WORK ORDER — Reproduce the lines of the listing exactly, beginning at the top, until the line with "use std::sync::Arc;" has been reproduced too.

SOURCE RECORDS —
- Opening Delimiter -

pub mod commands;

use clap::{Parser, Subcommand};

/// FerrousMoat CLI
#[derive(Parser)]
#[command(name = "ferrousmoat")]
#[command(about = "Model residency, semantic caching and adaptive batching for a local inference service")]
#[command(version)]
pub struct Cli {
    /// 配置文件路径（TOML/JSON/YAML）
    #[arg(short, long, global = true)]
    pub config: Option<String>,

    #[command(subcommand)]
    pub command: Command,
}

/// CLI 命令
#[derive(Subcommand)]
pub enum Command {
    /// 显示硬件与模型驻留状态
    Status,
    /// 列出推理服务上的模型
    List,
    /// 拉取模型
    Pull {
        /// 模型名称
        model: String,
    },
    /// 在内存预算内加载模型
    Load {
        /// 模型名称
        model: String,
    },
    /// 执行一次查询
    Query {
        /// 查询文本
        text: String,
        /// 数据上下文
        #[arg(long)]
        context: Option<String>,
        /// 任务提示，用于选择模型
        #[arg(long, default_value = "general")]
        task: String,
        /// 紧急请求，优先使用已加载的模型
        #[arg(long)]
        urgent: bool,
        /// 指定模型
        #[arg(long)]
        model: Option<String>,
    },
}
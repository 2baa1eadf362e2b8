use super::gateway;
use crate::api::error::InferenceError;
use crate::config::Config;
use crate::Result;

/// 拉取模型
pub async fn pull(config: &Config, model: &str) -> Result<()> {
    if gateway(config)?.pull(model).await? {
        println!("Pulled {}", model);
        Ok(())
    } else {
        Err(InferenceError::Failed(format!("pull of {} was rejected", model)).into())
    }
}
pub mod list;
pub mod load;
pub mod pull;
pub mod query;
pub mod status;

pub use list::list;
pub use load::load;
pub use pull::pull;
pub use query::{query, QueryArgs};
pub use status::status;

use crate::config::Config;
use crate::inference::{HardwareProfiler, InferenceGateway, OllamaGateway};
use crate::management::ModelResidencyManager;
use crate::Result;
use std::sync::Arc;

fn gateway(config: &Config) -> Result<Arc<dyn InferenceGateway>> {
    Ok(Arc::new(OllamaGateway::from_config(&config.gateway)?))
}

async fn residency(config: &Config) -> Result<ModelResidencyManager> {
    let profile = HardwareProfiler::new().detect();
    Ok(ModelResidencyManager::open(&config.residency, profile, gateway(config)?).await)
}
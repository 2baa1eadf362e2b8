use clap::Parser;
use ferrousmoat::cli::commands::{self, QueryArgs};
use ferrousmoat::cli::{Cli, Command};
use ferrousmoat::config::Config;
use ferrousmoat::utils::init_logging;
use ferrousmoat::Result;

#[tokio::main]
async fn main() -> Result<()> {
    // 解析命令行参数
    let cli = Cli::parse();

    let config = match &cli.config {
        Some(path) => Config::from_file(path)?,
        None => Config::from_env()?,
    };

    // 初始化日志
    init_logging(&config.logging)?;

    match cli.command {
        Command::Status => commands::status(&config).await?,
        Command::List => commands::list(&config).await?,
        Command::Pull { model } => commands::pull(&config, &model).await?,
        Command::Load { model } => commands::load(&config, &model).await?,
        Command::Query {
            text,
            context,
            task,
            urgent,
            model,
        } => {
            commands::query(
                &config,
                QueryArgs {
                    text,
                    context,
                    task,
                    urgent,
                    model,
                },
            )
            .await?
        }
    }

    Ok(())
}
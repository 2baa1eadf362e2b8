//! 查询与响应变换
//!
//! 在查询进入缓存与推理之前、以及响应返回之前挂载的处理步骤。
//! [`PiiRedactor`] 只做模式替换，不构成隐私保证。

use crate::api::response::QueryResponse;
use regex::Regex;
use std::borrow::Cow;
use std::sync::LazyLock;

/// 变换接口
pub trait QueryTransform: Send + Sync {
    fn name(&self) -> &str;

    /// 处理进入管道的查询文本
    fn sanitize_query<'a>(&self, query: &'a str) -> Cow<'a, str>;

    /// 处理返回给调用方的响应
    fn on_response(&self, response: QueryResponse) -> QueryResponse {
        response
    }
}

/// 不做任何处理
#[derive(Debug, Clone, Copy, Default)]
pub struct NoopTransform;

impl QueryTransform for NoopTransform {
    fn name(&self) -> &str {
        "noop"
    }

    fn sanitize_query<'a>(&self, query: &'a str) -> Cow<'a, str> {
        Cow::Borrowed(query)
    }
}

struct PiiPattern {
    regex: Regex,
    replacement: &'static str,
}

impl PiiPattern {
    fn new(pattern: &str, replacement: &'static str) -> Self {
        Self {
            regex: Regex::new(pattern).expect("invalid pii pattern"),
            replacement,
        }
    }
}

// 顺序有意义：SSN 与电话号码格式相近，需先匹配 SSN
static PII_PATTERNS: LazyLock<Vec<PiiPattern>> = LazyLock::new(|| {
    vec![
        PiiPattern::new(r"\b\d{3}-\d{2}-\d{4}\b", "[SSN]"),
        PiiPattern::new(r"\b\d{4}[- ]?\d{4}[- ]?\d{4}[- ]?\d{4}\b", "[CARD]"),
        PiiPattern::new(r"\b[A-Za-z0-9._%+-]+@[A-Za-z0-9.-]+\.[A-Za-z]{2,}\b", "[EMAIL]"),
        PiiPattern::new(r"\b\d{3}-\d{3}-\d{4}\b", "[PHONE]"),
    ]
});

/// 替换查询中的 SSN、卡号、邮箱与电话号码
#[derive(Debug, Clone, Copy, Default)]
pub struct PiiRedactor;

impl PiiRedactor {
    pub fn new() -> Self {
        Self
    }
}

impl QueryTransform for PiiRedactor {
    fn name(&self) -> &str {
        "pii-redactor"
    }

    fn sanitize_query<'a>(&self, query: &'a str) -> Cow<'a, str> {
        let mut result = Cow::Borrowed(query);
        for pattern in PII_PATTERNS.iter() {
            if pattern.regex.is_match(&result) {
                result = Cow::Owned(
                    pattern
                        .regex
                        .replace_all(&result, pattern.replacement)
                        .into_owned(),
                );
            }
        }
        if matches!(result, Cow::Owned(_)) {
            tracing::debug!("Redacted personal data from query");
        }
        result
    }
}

- Closing Delimiter -

REPLY —
pub mod commands;

use clap::{Parser, Subcommand};

/// FerrousMoat CLI
#[derive(Parser)]
#[command(name = "ferrousmoat")]
#[command(about = "Model residency, semantic caching and adaptive batching for a local inference service")]
#[command(version)]
pub struct Cli {
    /// 配置文件路径（TOML/JSON/YAML）
    #[arg(short, long, global = true)]
    pub config: Option<String>,

    #[command(subcommand)]
    pub command: Command,
}

/// CLI 命令
#[derive(Subcommand)]
pub enum Command {
    /// 显示硬件与模型驻留状态
    Status,
    /// 列出推理服务上的模型
    List,
    /// 拉取模型
    Pull {
        /// 模型名称
        model: String,
    },
    /// 在内存预算内加载模型
    Load {
        /// 模型名称
        model: String,
    },
    /// 执行一次查询
    Query {
        /// 查询文本
        text: String,
        /// 数据上下文
        #[arg(long)]
        context: Option<String>,
        /// 任务提示，用于选择模型
        #[arg(long, default_value = "general")]
        task: String,
        /// 紧急请求，优先使用已加载的模型
        #[arg(long)]
        urgent: bool,
        /// 指定模型
        #[arg(long)]
        model: Option<String>,
    },
}
repository 2baa1eadf362e2b8
use super::gateway;
use crate::api::error::InferenceError;
use crate::config::Config;
use crate::Result;

/// 拉取模型
pub async fn pull(config: &Config, model: &str) -> Result<()> {
    if gateway(config)?.pull(model).await? {
        println!("Pulled {}", model);
        Ok(())
    } else {
        Err(InferenceError::Failed(format!("pull of {} was rejected", model)).into())
    }
}
pub mod list;
pub mod load;
pub mod pull;
pub mod query;
pub mod status;

pub use list::list;
pub use load::load;
pub use pull::pull;
pub use query::{query, QueryArgs};
pub use status::status;

use crate::config::Config;
use crate::inference::{HardwareProfiler, InferenceGateway, OllamaGateway};
use crate::management::ModelResidencyManager;
use crate::Result;
use std::sync::Arc;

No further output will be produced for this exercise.